Determine how many lines of the material below contain "atlanta". Report only that figure.
##########
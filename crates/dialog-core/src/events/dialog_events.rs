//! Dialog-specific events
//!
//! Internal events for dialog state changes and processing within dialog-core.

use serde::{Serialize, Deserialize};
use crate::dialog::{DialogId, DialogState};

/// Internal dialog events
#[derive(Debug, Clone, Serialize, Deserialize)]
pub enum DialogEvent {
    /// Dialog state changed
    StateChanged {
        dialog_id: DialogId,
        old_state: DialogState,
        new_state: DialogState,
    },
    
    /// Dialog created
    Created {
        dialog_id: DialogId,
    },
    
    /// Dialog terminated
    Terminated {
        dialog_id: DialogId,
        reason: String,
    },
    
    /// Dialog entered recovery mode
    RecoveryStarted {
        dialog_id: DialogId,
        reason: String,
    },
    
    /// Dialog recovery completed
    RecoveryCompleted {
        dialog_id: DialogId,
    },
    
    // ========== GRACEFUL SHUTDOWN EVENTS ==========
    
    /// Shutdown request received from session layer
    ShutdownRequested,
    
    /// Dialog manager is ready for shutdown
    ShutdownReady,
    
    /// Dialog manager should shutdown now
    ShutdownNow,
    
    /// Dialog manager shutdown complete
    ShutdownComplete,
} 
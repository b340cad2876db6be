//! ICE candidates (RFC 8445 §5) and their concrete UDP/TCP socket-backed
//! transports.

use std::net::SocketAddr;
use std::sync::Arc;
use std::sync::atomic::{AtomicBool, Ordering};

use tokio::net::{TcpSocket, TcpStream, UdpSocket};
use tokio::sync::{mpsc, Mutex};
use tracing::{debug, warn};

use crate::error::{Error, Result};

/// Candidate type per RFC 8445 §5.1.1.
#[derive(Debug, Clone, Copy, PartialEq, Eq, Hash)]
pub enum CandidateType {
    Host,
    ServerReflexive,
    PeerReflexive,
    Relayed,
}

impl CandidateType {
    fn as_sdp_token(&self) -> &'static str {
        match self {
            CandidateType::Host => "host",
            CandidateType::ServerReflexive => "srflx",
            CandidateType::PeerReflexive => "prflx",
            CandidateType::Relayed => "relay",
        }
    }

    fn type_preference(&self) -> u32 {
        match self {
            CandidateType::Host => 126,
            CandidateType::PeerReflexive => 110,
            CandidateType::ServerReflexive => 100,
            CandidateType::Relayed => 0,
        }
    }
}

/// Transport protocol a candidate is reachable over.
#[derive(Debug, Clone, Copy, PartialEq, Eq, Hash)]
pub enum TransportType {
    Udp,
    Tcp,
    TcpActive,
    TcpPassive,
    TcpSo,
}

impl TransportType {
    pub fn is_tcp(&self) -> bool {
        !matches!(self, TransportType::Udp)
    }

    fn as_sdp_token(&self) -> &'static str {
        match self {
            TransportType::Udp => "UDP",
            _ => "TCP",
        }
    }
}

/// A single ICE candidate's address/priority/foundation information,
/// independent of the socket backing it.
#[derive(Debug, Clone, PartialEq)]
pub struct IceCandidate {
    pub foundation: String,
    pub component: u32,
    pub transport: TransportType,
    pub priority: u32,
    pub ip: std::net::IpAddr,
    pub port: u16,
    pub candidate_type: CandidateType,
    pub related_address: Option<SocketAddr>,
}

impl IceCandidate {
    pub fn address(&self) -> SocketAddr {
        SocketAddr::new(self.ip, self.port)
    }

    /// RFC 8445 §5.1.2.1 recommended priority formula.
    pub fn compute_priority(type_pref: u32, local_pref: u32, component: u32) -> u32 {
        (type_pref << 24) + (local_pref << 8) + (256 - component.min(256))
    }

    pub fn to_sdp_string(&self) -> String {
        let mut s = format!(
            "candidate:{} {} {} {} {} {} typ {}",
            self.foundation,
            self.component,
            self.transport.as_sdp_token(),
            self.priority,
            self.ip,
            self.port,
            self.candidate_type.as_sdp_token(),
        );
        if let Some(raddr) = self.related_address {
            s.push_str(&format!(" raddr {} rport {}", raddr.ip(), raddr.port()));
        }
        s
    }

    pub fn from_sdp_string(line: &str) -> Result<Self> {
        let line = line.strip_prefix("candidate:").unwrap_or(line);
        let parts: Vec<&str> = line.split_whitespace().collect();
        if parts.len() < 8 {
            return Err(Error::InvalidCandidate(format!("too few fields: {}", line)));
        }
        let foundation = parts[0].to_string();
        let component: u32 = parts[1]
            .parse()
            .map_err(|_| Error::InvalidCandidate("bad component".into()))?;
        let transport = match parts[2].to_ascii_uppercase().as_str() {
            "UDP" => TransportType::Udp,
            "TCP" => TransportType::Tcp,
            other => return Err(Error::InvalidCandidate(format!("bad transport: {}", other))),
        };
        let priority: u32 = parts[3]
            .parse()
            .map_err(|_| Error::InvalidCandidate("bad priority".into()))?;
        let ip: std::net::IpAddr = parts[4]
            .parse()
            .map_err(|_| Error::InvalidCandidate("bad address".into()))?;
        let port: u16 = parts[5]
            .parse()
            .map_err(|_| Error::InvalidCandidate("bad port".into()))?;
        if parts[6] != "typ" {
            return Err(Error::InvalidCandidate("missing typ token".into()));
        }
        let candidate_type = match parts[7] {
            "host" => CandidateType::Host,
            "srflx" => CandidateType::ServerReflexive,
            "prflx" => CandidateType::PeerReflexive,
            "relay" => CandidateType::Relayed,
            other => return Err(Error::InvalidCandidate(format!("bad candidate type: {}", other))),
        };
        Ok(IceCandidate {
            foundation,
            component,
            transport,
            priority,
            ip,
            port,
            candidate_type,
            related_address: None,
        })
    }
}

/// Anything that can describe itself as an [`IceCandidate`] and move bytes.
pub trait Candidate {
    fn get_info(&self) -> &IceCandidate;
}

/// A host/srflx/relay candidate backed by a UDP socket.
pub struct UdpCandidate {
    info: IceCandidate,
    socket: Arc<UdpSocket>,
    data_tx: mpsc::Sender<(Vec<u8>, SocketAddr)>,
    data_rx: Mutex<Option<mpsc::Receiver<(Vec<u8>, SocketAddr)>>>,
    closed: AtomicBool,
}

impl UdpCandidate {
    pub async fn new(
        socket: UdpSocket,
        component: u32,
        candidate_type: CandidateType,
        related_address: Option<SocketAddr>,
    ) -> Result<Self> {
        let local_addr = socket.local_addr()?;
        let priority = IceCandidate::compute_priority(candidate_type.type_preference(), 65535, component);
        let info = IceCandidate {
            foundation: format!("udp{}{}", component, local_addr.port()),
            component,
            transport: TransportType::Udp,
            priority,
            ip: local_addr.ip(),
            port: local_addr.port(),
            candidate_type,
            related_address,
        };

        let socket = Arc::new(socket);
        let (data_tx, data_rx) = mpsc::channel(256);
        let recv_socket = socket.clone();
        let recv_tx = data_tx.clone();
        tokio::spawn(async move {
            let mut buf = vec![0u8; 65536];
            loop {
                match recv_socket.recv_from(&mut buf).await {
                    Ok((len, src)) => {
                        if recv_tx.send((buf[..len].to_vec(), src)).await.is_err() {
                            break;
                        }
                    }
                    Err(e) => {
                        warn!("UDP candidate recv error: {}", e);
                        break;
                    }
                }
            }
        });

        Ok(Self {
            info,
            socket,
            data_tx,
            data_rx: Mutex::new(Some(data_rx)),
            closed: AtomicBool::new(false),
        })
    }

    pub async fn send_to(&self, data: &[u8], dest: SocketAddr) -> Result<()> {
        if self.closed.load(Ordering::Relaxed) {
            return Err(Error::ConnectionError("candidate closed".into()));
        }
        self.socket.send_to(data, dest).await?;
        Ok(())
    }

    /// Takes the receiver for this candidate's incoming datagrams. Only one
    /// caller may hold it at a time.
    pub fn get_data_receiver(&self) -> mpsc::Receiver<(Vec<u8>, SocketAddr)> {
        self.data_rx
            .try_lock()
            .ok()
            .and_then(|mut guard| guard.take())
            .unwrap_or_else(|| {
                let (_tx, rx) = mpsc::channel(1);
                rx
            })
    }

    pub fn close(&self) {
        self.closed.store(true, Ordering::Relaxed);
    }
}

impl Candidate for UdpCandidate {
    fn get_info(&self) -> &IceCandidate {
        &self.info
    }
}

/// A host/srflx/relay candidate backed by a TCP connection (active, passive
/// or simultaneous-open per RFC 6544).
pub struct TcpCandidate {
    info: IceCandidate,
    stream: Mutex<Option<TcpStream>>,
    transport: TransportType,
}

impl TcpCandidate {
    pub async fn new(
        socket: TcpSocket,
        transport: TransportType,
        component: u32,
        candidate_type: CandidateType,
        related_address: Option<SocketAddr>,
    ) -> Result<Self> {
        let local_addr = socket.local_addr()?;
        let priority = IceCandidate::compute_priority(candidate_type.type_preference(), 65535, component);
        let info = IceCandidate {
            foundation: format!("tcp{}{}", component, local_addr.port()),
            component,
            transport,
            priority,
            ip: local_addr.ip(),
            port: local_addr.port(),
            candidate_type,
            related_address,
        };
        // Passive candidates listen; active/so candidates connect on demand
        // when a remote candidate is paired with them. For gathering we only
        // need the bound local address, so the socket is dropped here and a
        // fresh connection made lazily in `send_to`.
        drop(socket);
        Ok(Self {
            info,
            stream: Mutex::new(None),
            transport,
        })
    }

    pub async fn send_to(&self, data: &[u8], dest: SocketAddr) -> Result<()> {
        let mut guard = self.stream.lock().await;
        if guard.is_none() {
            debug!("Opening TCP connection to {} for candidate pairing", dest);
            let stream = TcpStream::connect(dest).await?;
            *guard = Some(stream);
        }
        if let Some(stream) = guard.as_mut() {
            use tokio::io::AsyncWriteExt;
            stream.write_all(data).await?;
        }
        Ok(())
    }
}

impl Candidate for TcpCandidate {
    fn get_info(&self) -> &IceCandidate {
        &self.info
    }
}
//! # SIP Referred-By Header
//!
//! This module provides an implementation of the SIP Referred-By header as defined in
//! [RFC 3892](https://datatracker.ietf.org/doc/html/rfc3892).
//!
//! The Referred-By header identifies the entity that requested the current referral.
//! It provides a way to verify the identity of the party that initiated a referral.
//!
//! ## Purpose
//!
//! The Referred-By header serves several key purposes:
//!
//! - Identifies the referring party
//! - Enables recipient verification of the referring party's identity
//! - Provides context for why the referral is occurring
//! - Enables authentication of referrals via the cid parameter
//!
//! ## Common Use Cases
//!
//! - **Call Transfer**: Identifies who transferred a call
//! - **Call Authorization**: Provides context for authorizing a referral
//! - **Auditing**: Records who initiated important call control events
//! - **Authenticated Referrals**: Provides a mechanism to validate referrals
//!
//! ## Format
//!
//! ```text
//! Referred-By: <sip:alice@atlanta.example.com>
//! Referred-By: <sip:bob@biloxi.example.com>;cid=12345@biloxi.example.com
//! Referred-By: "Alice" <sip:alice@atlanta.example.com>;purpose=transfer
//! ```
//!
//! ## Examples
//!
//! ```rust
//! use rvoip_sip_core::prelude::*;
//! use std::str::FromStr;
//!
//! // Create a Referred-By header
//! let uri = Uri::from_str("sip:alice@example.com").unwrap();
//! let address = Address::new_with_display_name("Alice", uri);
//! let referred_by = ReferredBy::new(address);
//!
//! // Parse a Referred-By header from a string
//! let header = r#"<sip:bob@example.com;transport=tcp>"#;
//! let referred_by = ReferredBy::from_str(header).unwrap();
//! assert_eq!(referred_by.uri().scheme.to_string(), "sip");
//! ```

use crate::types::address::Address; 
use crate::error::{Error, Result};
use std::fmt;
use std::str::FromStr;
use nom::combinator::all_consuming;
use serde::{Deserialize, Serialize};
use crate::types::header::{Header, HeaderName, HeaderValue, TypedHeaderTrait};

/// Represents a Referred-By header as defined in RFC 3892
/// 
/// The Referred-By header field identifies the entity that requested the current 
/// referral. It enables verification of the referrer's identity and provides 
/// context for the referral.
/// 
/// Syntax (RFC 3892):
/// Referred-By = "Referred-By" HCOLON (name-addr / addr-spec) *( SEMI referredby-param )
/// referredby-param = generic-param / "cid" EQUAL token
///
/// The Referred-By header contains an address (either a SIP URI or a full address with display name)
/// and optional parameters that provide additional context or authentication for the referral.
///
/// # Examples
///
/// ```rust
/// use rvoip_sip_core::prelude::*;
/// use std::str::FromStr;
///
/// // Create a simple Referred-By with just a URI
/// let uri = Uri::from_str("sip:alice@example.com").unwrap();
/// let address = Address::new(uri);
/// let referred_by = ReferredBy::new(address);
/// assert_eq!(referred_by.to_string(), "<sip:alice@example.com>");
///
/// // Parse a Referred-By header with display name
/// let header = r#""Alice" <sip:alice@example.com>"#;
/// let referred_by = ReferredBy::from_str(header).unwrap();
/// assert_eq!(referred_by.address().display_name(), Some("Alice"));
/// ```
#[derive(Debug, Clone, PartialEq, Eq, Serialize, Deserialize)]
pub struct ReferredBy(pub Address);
##########
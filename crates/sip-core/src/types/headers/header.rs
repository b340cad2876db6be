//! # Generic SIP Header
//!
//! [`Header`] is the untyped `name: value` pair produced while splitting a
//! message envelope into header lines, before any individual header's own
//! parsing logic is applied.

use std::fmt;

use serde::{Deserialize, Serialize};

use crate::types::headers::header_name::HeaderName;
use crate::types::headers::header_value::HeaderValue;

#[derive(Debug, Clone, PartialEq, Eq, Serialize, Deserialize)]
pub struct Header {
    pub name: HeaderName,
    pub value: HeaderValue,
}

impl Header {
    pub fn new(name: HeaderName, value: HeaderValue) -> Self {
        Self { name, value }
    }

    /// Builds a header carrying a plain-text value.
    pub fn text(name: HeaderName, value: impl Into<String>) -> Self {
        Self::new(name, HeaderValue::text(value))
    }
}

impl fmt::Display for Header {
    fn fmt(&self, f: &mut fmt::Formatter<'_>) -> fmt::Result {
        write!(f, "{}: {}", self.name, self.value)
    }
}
##########
Result of this exercise >> 2